И все же поражает та изумительная чуткость, с которой Белый уловил первые раскаты архаической бури – бури тотального террора, призванного истребить любые формы осмысленной и самобытной жизни в СССР.
Часть 4. Набоков, или Воскресение романтизма [574]
Интертекстуальная экспозиция
Во вступлении к своей замечательной и недавно переизданной книге о «писателе Сирине» А. А. Долинин справедливо отметил, что «русский Набоков, несмотря на единый для всего его творчества комплекс тем и повествовательных приемов, требует особого рассмотрения» и что его «романы и рассказы до предела насыщены цитатами, реминисценциями, пародиями и прочими откликами как на „наследие отцов“, от Пушкина до акмеистов, так и на творчество современников»[575]
. «Показательно, что, много занимаясь в Крыму стиховедческим анализом метрики по схемам Андрея Белого, – констатирует исследователь, – Набоков не проанализировал ни одного стихотворения Серебряного века, ограничившись исключительно классикой – Жуковским, Баратынским, Лермонтовым и др. <…> Набоков только в 1918–1919 гг. подступает к изучению самых азов модернистской литературы»[576].Добавим, что перечисленная здесь русская «классика» на деле сводилась именно к романтизму, в котором писатель был укоренен[577]
и который он сумел всесторонне обогатить – разумеется, с оглядкой и на так называемый британский неоромантизм приключенческого типа (Р. Л. Стивенсон, А. Конан-Дойл, Г. Р. Хаггард и пр.), а с другой стороны – на мировые шедевры наподобие «Мадам Бовари» Г. Флобера, характерно названной им «наиболее романтической» – «the most romantic» – из «сказок», разбиравшихся им в качестве преподавателя[578].Спору нет, разноплановое воздействие русской словесности на Сирина было уже ярко продемонстрировано многими набоковедами – и тем не менее его интертекстуальная карта по-прежнему пестрит белыми пятнами. В настоящей главе спектр предполагаемых влияний или перекличек будет по возможности расширен – а вместе с тем ограничен русской стадией Набокова.
Пушкинская пора, то есть собственно романтическая фаза отечественной словесности, включая ее массовый фон, привлекала к себе напряженное внимание писателя, особенно в контексте его филологических штудий, – и, разумеется, отозвалась за их рамками. Как известно, одушевленные реминисценции Золотого века встречались у него в изобилии, причем еще до «Приглашения на казнь», «Дара», книги о Гоголе и комментариев к «Евгению Онегину»: Рылеев и Куницын (гость поэта Подтягина) в «Машеньке» (1926), Розен-секундант и Туманский-дуэлянт – в рассказе 1931 года «Лебеда», где они втянуты были в силовое поле набоковского клана – наряду с Корфом (он же «роковой брюнет» в «Соглядатае»), Шишковым и др. (см. комментарий Ю. Левинга к рассказу «Обида» (3: 783–784). Сменив фабульные роли, Розен с Туманским воскресают в «Защите Лужина». А в «Красавице» (1934) Розен (некий барон Р.) сам вызывает «хама» на дуэль. В то же время наследие Золотого века Набоков сочетает с многоликим неоромантизмом последующей русской поэзии, в том или ином объеме захватившим и модернистов, и авангард.

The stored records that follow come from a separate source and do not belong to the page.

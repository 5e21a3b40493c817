use crate::error::DeliveryError;
use axum::extract::ws::Message;
use dashmap::DashMap;
use log::*;
use tokio::sync::mpsc::UnboundedSender;

// Type alias for client-facing ids (the web layer decides their shape)
pub type ClientId = String;

/// Unique identifier for a connection (server-generated)
#[derive(Debug, Clone, PartialEq, Eq, Hash)]
pub struct ConnectionId(String);

impl ConnectionId {
    pub fn new() -> Self {
        Self(uuid::Uuid::new_v4().to_string())
    }

    pub fn as_str(&self) -> &str {
        &self.0
    }
}

impl Default for ConnectionId {
    fn default() -> Self {
        Self::new()
    }
}

/// Outbound half of one registered connection
#[derive(Debug, Clone)]
pub struct ConnectionInfo {
    pub client_id: ClientId,
    pub sender: UnboundedSender<Message>,
}

/// Registry of live WebSocket connections keyed by `ConnectionId`.
/// Backed by a `DashMap` so register/deregister stay O(1) and safe to run
/// concurrently with a broadcast's iteration.
pub struct ConnectionRegistry {
    connections: DashMap<ConnectionId, ConnectionInfo>,
}

impl ConnectionRegistry {
    pub fn new() -> Self {
        Self {
            connections: DashMap::new(),
        }
    }

    /// Register a connection that has completed its transport handshake - O(1)
    pub fn register(&self, client_id: ClientId, sender: UnboundedSender<Message>) -> ConnectionId {
        let connection_id = ConnectionId::new();

        self.connections.insert(
            connection_id.clone(),
            ConnectionInfo { client_id, sender },
        );

        connection_id
    }

    /// Remove a connection - O(1). Removing an absent connection is a no-op;
    /// returns whether anything was actually removed.
    pub fn deregister(&self, connection_id: &ConnectionId) -> bool {
        self.connections.remove(connection_id).is_some()
    }

    /// Deliver a message to exactly one connection.
    pub fn send_to(
        &self,
        connection_id: &ConnectionId,
        message: Message,
    ) -> Result<(), DeliveryError> {
        let info = self
            .connections
            .get(connection_id)
            .ok_or_else(|| DeliveryError::UnknownConnection(connection_id.clone()))?;

        info.sender
            .send(message)
            .map_err(|_| DeliveryError::ConnectionClosed(connection_id.clone()))
    }

    /// Deliver a message to every registered connection - O(n). Each delivery
    /// attempt is independent: a closed peer never aborts the remaining
    /// sends. Returns the ids whose delivery failed so the caller can prune
    /// them.
    pub fn broadcast(&self, message: Message) -> Vec<ConnectionId> {
        let mut failed = Vec::new();

        for entry in self.connections.iter() {
            if entry.value().sender.send(message.clone()).is_err() {
                warn!(
                    "Failed to send broadcast to connection {}",
                    entry.key().as_str()
                );
                failed.push(entry.key().clone());
            }
        }

        failed
    }

    pub fn client_id_of(&self, connection_id: &ConnectionId) -> Option<ClientId> {
        self.connections
            .get(connection_id)
            .map(|info| info.client_id.clone())
    }

    pub fn len(&self) -> usize {
        self.connections.len()
    }

    pub fn is_empty(&self) -> bool {
        self.connections.is_empty()
    }
}

impl Default for ConnectionRegistry {
    fn default() -> Self {
        Self::new()
    }
}

#[cfg(test)]
mod tests {
    use super::*;
    use tokio::sync::mpsc::{self, UnboundedReceiver};

    fn text(s: &str) -> Message {
        Message::Text(s.to_string().into())
    }

    fn register_client(
        registry: &ConnectionRegistry,
        client_id: &str,
    ) -> (ConnectionId, UnboundedReceiver<Message>) {
        let (tx, rx) = mpsc::unbounded_channel();
        let connection_id = registry.register(client_id.to_string(), tx);
        (connection_id, rx)
    }

    #[tokio::test]
    async fn broadcast_reaches_every_registered_connection_exactly_once() {
        let registry = ConnectionRegistry::new();
        let (_a, mut rx_a) = register_client(&registry, "1");
        let (_b, mut rx_b) = register_client(&registry, "2");
        let (_c, mut rx_c) = register_client(&registry, "3");

        let failed = registry.broadcast(text("x"));

        assert!(failed.is_empty());
        for rx in [&mut rx_a, &mut rx_b, &mut rx_c] {
            assert_eq!(rx.try_recv().unwrap(), text("x"));
            assert!(rx.try_recv().is_err());
        }
    }

    #[tokio::test]
    async fn deregistered_connection_no_longer_receives_broadcasts() {
        let registry = ConnectionRegistry::new();
        let (conn_a, mut rx_a) = register_client(&registry, "1");
        let (_b, mut rx_b) = register_client(&registry, "2");

        assert!(registry.deregister(&conn_a));
        registry.broadcast(text("x"));

        assert!(rx_a.try_recv().is_err());
        assert_eq!(rx_b.try_recv().unwrap(), text("x"));
    }

    #[tokio::test]
    async fn deregister_is_idempotent() {
        let registry = ConnectionRegistry::new();
        let (conn_a, _rx_a) = register_client(&registry, "1");

        assert!(registry.deregister(&conn_a));
        // Second removal of the same connection is a no-op, not an error
        assert!(!registry.deregister(&conn_a));
        assert!(registry.is_empty());
    }

    #[tokio::test]
    async fn broadcast_survives_a_closed_connection() {
        let registry = ConnectionRegistry::new();
        let (conn_a, rx_a) = register_client(&registry, "1");
        let (_b, mut rx_b) = register_client(&registry, "2");

        // Close A's transport underneath the registry
        drop(rx_a);

        let failed = registry.broadcast(text("x"));

        assert_eq!(failed, vec![conn_a]);
        assert_eq!(rx_b.try_recv().unwrap(), text("x"));
    }

    #[tokio::test]
    async fn send_to_delivers_to_exactly_one_connection() {
        let registry = ConnectionRegistry::new();
        let (conn_a, mut rx_a) = register_client(&registry, "1");
        let (_b, mut rx_b) = register_client(&registry, "2");

        registry.send_to(&conn_a, text("just you")).unwrap();

        assert_eq!(rx_a.try_recv().unwrap(), text("just you"));
        assert!(rx_b.try_recv().is_err());
    }

    #[tokio::test]
    async fn send_to_unknown_connection_fails() {
        let registry = ConnectionRegistry::new();
        let ghost = ConnectionId::new();

        let error = registry.send_to(&ghost, text("x")).unwrap_err();
        assert_eq!(error, DeliveryError::UnknownConnection(ghost));
    }

    #[tokio::test]
    async fn send_to_closed_connection_fails_and_leaves_removal_to_the_caller() {
        let registry = ConnectionRegistry::new();
        let (conn_a, rx_a) = register_client(&registry, "1");
        drop(rx_a);

        let error = registry.send_to(&conn_a, text("x")).unwrap_err();

        assert_eq!(error, DeliveryError::ConnectionClosed(conn_a));
        // Still registered: the caller decides whether to deregister
        assert_eq!(registry.len(), 1);
    }
}
//! Output formatting for trip reports.
//!
//! Supports the human-readable console report, pretty-printed JSON and a
//! debug dump to the log.

use std::fmt;

use anyhow::Result;
use chrono::{Month, TimeDelta};
use tracing::debug;

use crate::analyzers::types::{Mode, TripReport, UserStats, ValueCount};

const RULE: &str = "--------------------------------------------------------------------------------";
const NO_DATA: &str = "no data for this selection";

/// Logs a report using Rust's debug pretty-print format.
pub fn print_pretty(report: &TripReport) {
    debug!("{:#?}", report);
}

/// Writes the report to stdout as pretty-printed JSON.
pub fn print_json(report: &TripReport) -> Result<()> {
    println!("{}", serde_json::to_string_pretty(report)?);
    Ok(())
}

/// Writes the human-readable report to stdout.
pub fn print_text(report: &TripReport) {
    print!("{}", TextReport(report));
}

/// Renders a [`TripReport`] as the console text report.
pub struct TextReport<'a>(pub &'a TripReport);

impl fmt::Display for TextReport<'_> {
    fn fmt(&self, f: &mut fmt::Formatter<'_>) -> fmt::Result {
        let r = self.0;

        writeln!(f, "{RULE}")?;
        writeln!(
            f,
            "City: {} | Month: {} | Day: {} | Trips: {}",
            r.city, r.month, r.day, r.trip_count
        )?;
        writeln!(f, "{RULE}")?;

        writeln!(f, "\nThe Most Frequent Times of Travel\n")?;
        match &r.time {
            Some(t) => {
                writeln!(
                    f,
                    "Most popular month: {}",
                    with_count(&month_label(t.popular_month.value), &t.popular_month)
                )?;
                writeln!(
                    f,
                    "Most popular day: {}",
                    with_count(&t.popular_day.value, &t.popular_day)
                )?;
                writeln!(
                    f,
                    "Most popular start hour: {}",
                    with_count(&t.popular_hour.value.to_string(), &t.popular_hour)
                )?;
            }
            None => writeln!(f, "{NO_DATA}")?,
        }

        writeln!(f, "\nThe Most Popular Stations and Trip\n")?;
        match &r.stations {
            Some(s) => {
                writeln!(
                    f,
                    "Most commonly used start station: {}",
                    with_count(&s.popular_start_station.value, &s.popular_start_station)
                )?;
                writeln!(
                    f,
                    "Most commonly used end station: {}",
                    with_count(&s.popular_end_station.value, &s.popular_end_station)
                )?;
                writeln!(
                    f,
                    "Most common start and end station combination: {}",
                    with_count(&s.popular_route.value, &s.popular_route)
                )?;
            }
            None => writeln!(f, "{NO_DATA}")?,
        }

        writeln!(f, "\nTrip Duration\n")?;
        match &r.duration {
            Some(d) => {
                writeln!(f, "Total travel time: {}", format_duration(d.total))?;
                writeln!(f, "Mean travel time: {}", format_duration(d.mean))?;
            }
            None => writeln!(f, "{NO_DATA} (mean travel time is undefined)")?,
        }

        writeln!(f, "\nUser Stats\n")?;
        write_users(f, &r.users)?;

        writeln!(f, "{RULE}")
    }
}

fn write_users(f: &mut fmt::Formatter<'_>, users: &UserStats) -> fmt::Result {
    writeln!(f, "Counts of user types:")?;
    write_table(f, &users.user_types)?;

    // Datasets without demographic columns omit these sections entirely.
    let Some(demo) = &users.demographics else {
        return Ok(());
    };

    writeln!(f, "\nCounts of gender:")?;
    write_table(f, &demo.genders)?;

    writeln!(f, "\nYear of birth:")?;
    match &demo.birth_years {
        Some(b) => {
            writeln!(f, "  Earliest: {}", b.earliest)?;
            writeln!(f, "  Most recent: {}", b.latest)?;
            writeln!(
                f,
                "  Most common: {}",
                with_count(&b.most_common.value.to_string(), &b.most_common)
            )?;
        }
        None => writeln!(f, "  {NO_DATA}")?,
    }
    Ok(())
}

fn write_table(f: &mut fmt::Formatter<'_>, table: &[ValueCount]) -> fmt::Result {
    if table.is_empty() {
        return writeln!(f, "  {NO_DATA}");
    }
    let width = table.iter().map(|v| v.value.chars().count()).max().unwrap_or(0);
    for row in table {
        writeln!(f, "  {:<width$}  {}", row.value, row.count)?;
    }
    Ok(())
}

fn with_count<T>(label: &str, mode: &Mode<T>) -> String {
    format!("{label} (count: {})", mode.count)
}

fn month_label(month: u32) -> String {
    u8::try_from(month)
        .ok()
        .and_then(|m| Month::try_from(m).ok())
        .map(|m| m.name().to_string())
        .unwrap_or_else(|| month.to_string())
}

/// Formats a duration as `<days> days HH:MM:SS`, adding `.mmm` when the
/// duration has a millisecond part.
pub fn format_duration(d: TimeDelta) -> String {
    let sign = if d < TimeDelta::zero() { "-" } else { "" };
    let total_ms = d.num_milliseconds().unsigned_abs();

    let millis = total_ms % 1000;
    let total_secs = total_ms / 1000;
    let days = total_secs / 86_400;
    let hours = (total_secs % 86_400) / 3600;
    let minutes = (total_secs % 3600) / 60;
    let seconds = total_secs % 60;

    let mut out = format!("{sign}{days} days {hours:02}:{minutes:02}:{seconds:02}");
    if millis != 0 {
        out.push_str(&format!(".{millis:03}"));
    }
    out
}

В постсимволистской советской прозе 1920-х – начала 1930-х годов состоялся великолепный реванш романтизма, запечатлевший себя в произведениях А. Н. Толстого, Ю. К. Олеши, И. Э. Бабеля, А. С. Грина и других авторов, со временем, однако, полностью прирученных либо растоптанных властью. Е. Д. Толстая с исчерпывающей убедительностью продемонстрировала то ревнивое и пристальное внимание, с которым Сирин следил, например, за эволюцией А. Н. Толстого (в частности, в обличье казенного писателя Новодворцева из «Рождественского рассказа»), при том, что
путь, проложенный Толстым, – путь к остросюжетному, фантастическому повествованию с постсимволистской мифопоэтической техникой, путь, альтернативный бунинскому, возможно, привлекал Набокова своей дерзкой современностью[579]
.В силу чисто биографических обстоятельств он сохранил в эмиграции еще более тесную связь с отечественным изводом романтики, чем его современники, оставшиеся в СССР, но при этом еще энергичнее способствовал его обновлению.